Last updated on 5 January 2018
Ahhh, transferable skills. We all have them. Or at least we’re told we do. New information professionals, I mean. Those who are wanting to establish a career in this profession. We’re told to highlight them. There are the run-of-the-mill transferable skills, such as customer service and communication. And there are those transferable skills specific to the profession, such as collection management or reference.
I saw on Twitter the other day, someone reminding another about transferable skills prior to a job interview. This had me thinking about my own experiences. In particular, coming from a special library, demonstrating my knowledge and skills can somewhat prove challenging.
On the surface, transferable skills appear to be easy win. I’d argue otherwise.
Possessing transferable skills and knowledge alone is not enough. Transferable skills need to be meaningful and related to the context you’re wanting (or applying) to work in.
Transferable skills require translation.
Transferable skills need to be communicated effectively.
Transferable skills can be valuable, when you know how to spot them and how to ‘translate’ them from one context to another.
I’ll explain this perspective a little further.
Listing transferable skills on the CV or even rattling them off in a job interview is, I’m sorry, only half the battle to be convincing of your capability to fulfil requirements of a role. So what if you have customer service skills? Many of us do! So what if you have communication skills? Again, so many of us possess this skill.

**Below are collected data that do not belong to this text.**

use super::*;
use crate::bus::{Event, EventBus};
use serde_json::{json, Value};
use std::sync::{Arc, Mutex};
use std::time::Duration;

async fn setup() -> (EventBus, TaskScheduler, Arc<Mutex<Vec<Event>>>) {
    let bus = EventBus::default();
    let dispatched = Arc::new(Mutex::new(Vec::new()));
    let sink = dispatched.clone();
    bus.subscribe_fn("task.created", Some("capture".to_string()), move |event| {
        let sink = sink.clone();
        async move {
            sink.lock().unwrap().push(event);
            Ok(())
        }
    });
    bus.start().await;
    let scheduler = TaskScheduler::new(bus.clone());
    scheduler.start();
    (bus, scheduler, dispatched)
}

fn completed_event(task_id: &str) -> Event {
    Event::new(TOPIC_TASK_COMPLETED)
        .with_entry("task_id", json!(task_id))
        .with_entry("result", json!("done"))
}

fn failed_event(task_id: &str, error: &str) -> Event {
    Event::new(TOPIC_TASK_FAILED)
        .with_entry("task_id", json!(task_id))
        .with_entry("error", json!(error))
}

#[tokio::test]
async fn test_submit_dispatches_immediately() {
    let (bus, scheduler, dispatched) = setup().await;

    let mut payload = serde_json::Map::new();
    payload.insert("content".to_string(), json!("summarize the report"));
    let task_id = scheduler
        .submit(Task::new("summarize").with_payload(payload))
        .await;

    assert_eq!(scheduler.get_status(&task_id).await, Some(TaskStatus::Running));

    let events = dispatched.lock().unwrap();
    assert_eq!(events.len(), 1);
    assert_eq!(events[0].payload["task_id"], json!(task_id));
    assert_eq!(events[0].payload["content"], json!("summarize the report"));
    assert_eq!(events[0].source, "scheduler");
    drop(events);

    bus.stop().await;
}

#[tokio::test]
async fn test_dependency_gating() {
    let (bus, scheduler, _dispatched) = setup().await;

    scheduler.submit(Task::new("first").with_id("t1")).await;
    scheduler
        .submit(Task::new("second").with_id("t2").with_depends_on(["t1"]))
        .await;

    assert_eq!(scheduler.get_status("t1").await, Some(TaskStatus::Running));
    assert_eq!(scheduler.get_status("t2").await, Some(TaskStatus::Pending));

    bus.publish(completed_event("t1")).await;

    assert_eq!(scheduler.get_status("t1").await, Some(TaskStatus::Completed));
    assert_eq!(scheduler.get_status("t2").await, Some(TaskStatus::Running));

    let t1 = scheduler.get_task("t1").await.unwrap();
    assert_eq!(t1.result, Some(Value::String("done".to_string())));

    bus.stop().await;
}

#[tokio::test]
async fn test_multiple_dependencies_wait_for_all() {
    let (bus, scheduler, _dispatched) = setup().await;

    scheduler.submit(Task::new("a").with_id("a")).await;
    scheduler.submit(Task::new("b").with_id("b")).await;
    scheduler
        .submit(Task::new("join").with_id("join").with_depends_on(["a", "b"]))
        .await;

    bus.publish(completed_event("a")).await;
    assert_eq!(scheduler.get_status("join").await, Some(TaskStatus::Pending));

    bus.publish(completed_event("b")).await;
    assert_eq!(scheduler.get_status("join").await, Some(TaskStatus::Running));

    bus.stop().await;
}

#[tokio::test]
async fn test_cancel_pending_task() {
    let (bus, scheduler, _dispatched) = setup().await;

    scheduler
        .submit(
            Task::new("blocked")
                .with_id("blocked")
                .with_depends_on(["nonexistent"]),
        )
        .await;
    assert_eq!(
        scheduler.get_status("blocked").await,
        Some(TaskStatus::Pending)
    );

    assert!(scheduler.cancel("blocked").await);
    assert_eq!(
        scheduler.get_status("blocked").await,
        Some(TaskStatus::Cancelled)
    );
    // Already terminal; a second cancel is a no-op.
    assert!(!scheduler.cancel("blocked").await);

    bus.stop().await;
}

#[tokio::test]
async fn test_cannot_cancel_running_task() {
    let (bus, scheduler, _dispatched) = setup().await;

    let task_id = scheduler.submit(Task::new("quick")).await;
    assert_eq!(scheduler.get_status(&task_id).await, Some(TaskStatus::Running));
    assert!(!scheduler.cancel(&task_id).await);

    bus.stop().await;
}

#[tokio::test]
async fn test_failure_without_budget_is_terminal() {
    let (bus, scheduler, _dispatched) = setup().await;

    scheduler.submit(Task::new("doomed").with_id("doomed")).await;
    bus.publish(failed_event("doomed", "something broke")).await;

    let task = scheduler.get_task("doomed").await.unwrap();
    assert_eq!(task.status, TaskStatus::Failed);
    assert_eq!(task.error.as_deref(), Some("something broke"));
    assert!(task.completed_at.is_some());

    bus.stop().await;
}

#[tokio::test]
async fn test_retry_budget_consumed_exactly() {
    let (bus, scheduler, dispatched) = setup().await;

    scheduler
        .submit(Task::new("flaky").with_id("flaky").with_max_retries(2))
        .await;
    assert_eq!(dispatched.lock().unwrap().len(), 1);

    // First two failures re-dispatch immediately; the third is terminal.
    bus.publish(failed_event("flaky", "attempt 1")).await;
    assert_eq!(scheduler.get_status("flaky").await, Some(TaskStatus::Running));
    assert_eq!(dispatched.lock().unwrap().len(), 2);

    bus.publish(failed_event("flaky", "attempt 2")).await;
    assert_eq!(dispatched.lock().unwrap().len(), 3);

    bus.publish(failed_event("flaky", "attempt 3")).await;
    let task = scheduler.get_task("flaky").await.unwrap();
    assert_eq!(task.status, TaskStatus::Failed);
    assert_eq!(task.retry_count, 2);
    assert_eq!(task.error.as_deref(), Some("attempt 3"));
    assert_eq!(dispatched.lock().unwrap().len(), 3);

    bus.stop().await;
}

#[tokio::test]
async fn test_delayed_dispatch() {
    let (bus, scheduler, dispatched) = setup().await;

    scheduler
        .submit(Task::new("later").with_id("later").with_delay_ms(50))
        .await;
    assert_eq!(
        scheduler.get_status("later").await,
        Some(TaskStatus::Scheduled)
    );
    assert!(dispatched.lock().unwrap().is_empty());

    tokio::time::sleep(Duration::from_millis(150)).await;
    assert_eq!(scheduler.get_status("later").await, Some(TaskStatus::Running));
    assert_eq!(dispatched.lock().unwrap().len(), 1);

    bus.stop().await;
}

#[tokio::test]
async fn test_cancel_wins_over_delayed_dispatch() {
    let (bus, scheduler, dispatched) = setup().await;

    scheduler
        .submit(Task::new("later").with_id("later").with_delay_ms(50))
        .await;
    assert!(scheduler.cancel("later").await);

    tokio::time::sleep(Duration::from_millis(150)).await;
    assert_eq!(
        scheduler.get_status("later").await,
        Some(TaskStatus::Cancelled)
    );
    assert!(dispatched.lock().unwrap().is_empty());

    bus.stop().await;
}

#[tokio::test]
async fn test_submit_many_and_counts() {
    let (bus, scheduler, _dispatched) = setup().await;

    let ids = scheduler
        .submit_many(vec![
            Task::new("a").with_id("a"),
            Task::new("b").with_id("b").with_depends_on(["a"]),
            Task::new("c").with_id("c").with_depends_on(["b"]),
        ])
        .await;
    assert_eq!(ids, vec!["a", "b", "c"]);

    assert_eq!(scheduler.running_count().await, 1);
    assert_eq!(scheduler.pending_count().await, 2);

    // Completing "a" wakes "b" but not "c".
    bus.publish(completed_event("a")).await;
    assert_eq!(scheduler.get_status("b").await, Some(TaskStatus::Running));
    assert_eq!(scheduler.get_status("c").await, Some(TaskStatus::Pending));

    assert_eq!(scheduler.all_tasks().await.len(), 3);
    scheduler.stop().await;
    bus.stop().await;
}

As for switching contexts, if I wish to work in the academic sector for example (a sector I have no experience in), I know I’ll need to work extra hard, probably more than the next person with academic library experience to translate my experience, skills and knowledge, to communicate my capabilities for the role. It is important to be able to situate transferable skills within the context of the role and organisation. Just because you have transferable skills, does not mean they’re automatically communicated, or that they’re a given, when applying for a role. You need to put your ‘what can I do for you (the organisation)’ thinking cap on.
Now I’m not saying that if you translate your experience, knowledge and skills, you’ll get the job. And I’m not suggesting to embellish skills and experience. No sir-ee. But I believe it is better than nothing if you can assist recruiters with understanding how you’ve developed skills required for the role.
I have a couple of pointers.
1. Find the common language.
Think about how your experience and skills relates to the role and context. Have a look at the ALIA core skills and knowledge as a guide. For example, I managed a collection of technical data and manuals for an airline. Regardless of the material I was looking after, I managed a collection. I have experience in collection management. Maybe not to a large scale, but I liaised with users of the collection and those making the decisions, then would come to some arrangement with the vendor for supply. I undertook ‘weeding’ in accordance with procedures to keep the collection up to date and relevant. If I had said all of that in aviation speak, it would’ve been meaningless to anyone outside the industry. If it was in aviation speak, straight away people might think I have no experience. But that would defeat the purpose of referring to and communicating transferable skills and knowledge. My suggestion is to look deeper in your experience, deeper into current duties and responsibilities, to find the common denominator.
2. Demonstrate a commitment to understanding any specific skills, sector knowledge and terminology required.
Do a little research into what different things are called in the context you’re wishing to get into. Get familiar with how special knowledge and terms are used and applied in the role you’re after. For example, I may not have the opportunity to gain and apply copyright knowledge in my current role, but that doesn’t stop me from potentially approaching people to ask and learn about it.
Demonstrating value of transferable skills is hard. Even if you’re not in a position of looking for a job, I’d recommend reflecting on past experience and skills you possess to find ways to add value to your current role. Ask yourself, ‘what can be translated here?’ Having transferable skills is one thing, communicating and applying them is another.